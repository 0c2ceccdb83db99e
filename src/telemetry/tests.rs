use super::decoder::batch;
use super::*;
use crate::broker::topic::Topics;
use crate::utils::error::DecodeError;

fn decoder() -> TelemetryDecoder {
    TelemetryDecoder::new(Topics::new("telemetry-raw", "telemetry-alerts"))
}

#[test]
fn test_decode_full_record() {
    let payload = encode_batch(&batch(
        "RVN000000001",
        1_700_000_000_000,
        [
            ("Latitude", 37.7),
            ("Longitude", -122.4),
            ("Speed", 55.0),
            ("TemperatureAverage", 42.0),
        ],
    ));

    match decoder().decode("telemetry-raw", &payload) {
        Decoded::Record(record) => {
            assert_eq!(record.vin, "RVN000000001");
            assert_eq!(record.lat, 37.7);
            assert_eq!(record.lon, -122.4);
            assert_eq!(record.speed, 55.0);
            assert_eq!(record.temp, 42.0);
            assert_eq!(record.timestamp, 1_700_000_000_000);
        }
        other => panic!("expected a record, got {other:?}"),
    }
}

#[test]
fn test_decode_fleet_sensor_ids() {
    let payload = encode_batch(&batch(
        "RVN000000002",
        0,
        [
            (sensors::SPEED, 88.0),
            (sensors::BATTERY_TEMP, 61.5),
            (sensors::TIRE_PRESSURE, 33.0),
            (sensors::LATITUDE, 37.8),
            (sensors::LONGITUDE, -122.45),
        ],
    ));

    let Decoded::Record(record) = decoder().decode("telemetry-raw", &payload) else {
        panic!("expected a record");
    };
    assert_eq!(record.speed, 88.0);
    assert_eq!(record.temp, 61.5);
    assert_eq!(record.lat, 37.8);
    assert_eq!(record.lon, -122.45);
}

#[test]
fn test_missing_coordinate_is_incomplete() {
    let no_lat = encode_batch(&batch("V1", 0, [("Longitude", -122.4), ("Speed", 10.0)]));
    let no_lon = encode_batch(&batch("V2", 0, [("Latitude", 37.7), ("Speed", 10.0)]));

    assert!(matches!(
        decoder().decode("telemetry-raw", &no_lat),
        Decoded::Incomplete { vin } if vin == "V1"
    ));
    assert!(matches!(
        decoder().decode("telemetry-raw", &no_lon),
        Decoded::Incomplete { vin } if vin == "V2"
    ));
}

#[test]
fn test_missing_speed_and_temp_default_to_zero() {
    let b = batch("V3", 0, [("Latitude", 1.0), ("Longitude", 2.0)]);
    let record = extract_record(&b).expect("record");
    assert_eq!(record.speed, 0.0);
    assert_eq!(record.temp, 0.0);
}

#[test]
fn test_unmatched_points_are_ignored() {
    let b = batch(
        "V4",
        0,
        [
            ("Latitude", 1.0),
            ("Longitude", 2.0),
            ("Vehicle.Cabin.Temperature", 99.0),
            (sensors::TIRE_PRESSURE, 31.0),
        ],
    );
    let record = extract_record(&b).expect("record");
    assert_eq!(record.temp, 0.0);
}

#[test]
fn test_malformed_payload_is_decode_error() {
    let garbage = [0xff, 0xff, 0xff, 0xff, 0x0f];
    assert!(matches!(
        decoder().decode("telemetry-raw", &garbage),
        Decoded::Error(DecodeError::Malformed(_))
    ));
}

#[test]
fn test_empty_vehicle_id_is_rejected() {
    let payload = encode_batch(&batch("", 0, [("Latitude", 1.0), ("Longitude", 2.0)]));
    assert!(matches!(
        decode_batch(&payload),
        Err(DecodeError::MissingVehicleId)
    ));
}

#[test]
fn test_alert_passes_through_unmodified() {
    let raw = r#"{"vehicle_id":"RVN1","type":"CRITICAL","message":"Battery Overheat Detected","value":61.2,"timestamp":1700000000000}"#;

    let Decoded::Passthrough(alert) = decoder().decode("telemetry-alerts", raw.as_bytes()) else {
        panic!("expected passthrough");
    };
    assert_eq!(&*alert.raw, raw);
    assert!(alert.is_critical());
    let record = alert.record.expect("typed alert");
    assert_eq!(record.kind, AlertKind::Critical);
    assert_eq!(record.vehicle_id, "RVN1");
}

#[test]
fn test_domain_specific_alert_type() {
    let raw = r#"{"vehicle_id":"V","type":"BATTERY_OVERHEAT","message":"m","value":1.0,"timestamp":1}"#;
    let Decoded::Passthrough(alert) = decoder().decode("telemetry-alerts", raw.as_bytes()) else {
        panic!("expected passthrough");
    };
    assert_eq!(
        alert.record.unwrap().kind,
        AlertKind::Other("BATTERY_OVERHEAT".to_string())
    );
}

#[test]
fn test_alert_with_foreign_shape_still_passes_through() {
    let raw = r#"{"vehicleId":"DEMO-4","severity":"WARNING"}"#;
    let Decoded::Passthrough(alert) = decoder().decode("telemetry-alerts", raw.as_bytes()) else {
        panic!("expected passthrough");
    };
    assert_eq!(&*alert.raw, raw);
    assert!(alert.record.is_none());
    assert!(!alert.is_critical());
}

#[test]
fn test_non_object_alert_is_rejected() {
    assert!(matches!(
        decoder().decode("telemetry-alerts", b"[1,2,3]"),
        Decoded::Error(DecodeError::InvalidAlert(_))
    ));
    assert!(matches!(
        decoder().decode("telemetry-alerts", b"not json"),
        Decoded::Error(DecodeError::InvalidAlert(_))
    ));
    assert!(matches!(
        decoder().decode("telemetry-alerts", &[0xc3, 0x28]),
        Decoded::Error(DecodeError::InvalidUtf8(_))
    ));
}

#[test]
fn test_unknown_topic_is_unrouted() {
    assert!(matches!(
        decoder().decode("something-else", b"{}"),
        Decoded::Unrouted { topic } if topic == "something-else"
    ));
}

#[test]
fn test_record_serializes_without_timestamp() {
    let record = TelemetryRecord {
        vin: "V".to_string(),
        lat: 1.0,
        lon: 2.0,
        speed: 3.0,
        temp: 4.0,
        timestamp: 99,
    };
    let json = serde_json::to_value(&record).unwrap();
    assert_eq!(
        json,
        serde_json::json!({"vin": "V", "lat": 1.0, "lon": 2.0, "speed": 3.0, "temp": 4.0})
    );
}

#### TASK GOAL:
Could you report all lines of the listing that hold "unwrap"?

#### WRITTEN RESPONSE:
        alert.record.unwrap().kind,
    let json = serde_json::to_value(&record).unwrap();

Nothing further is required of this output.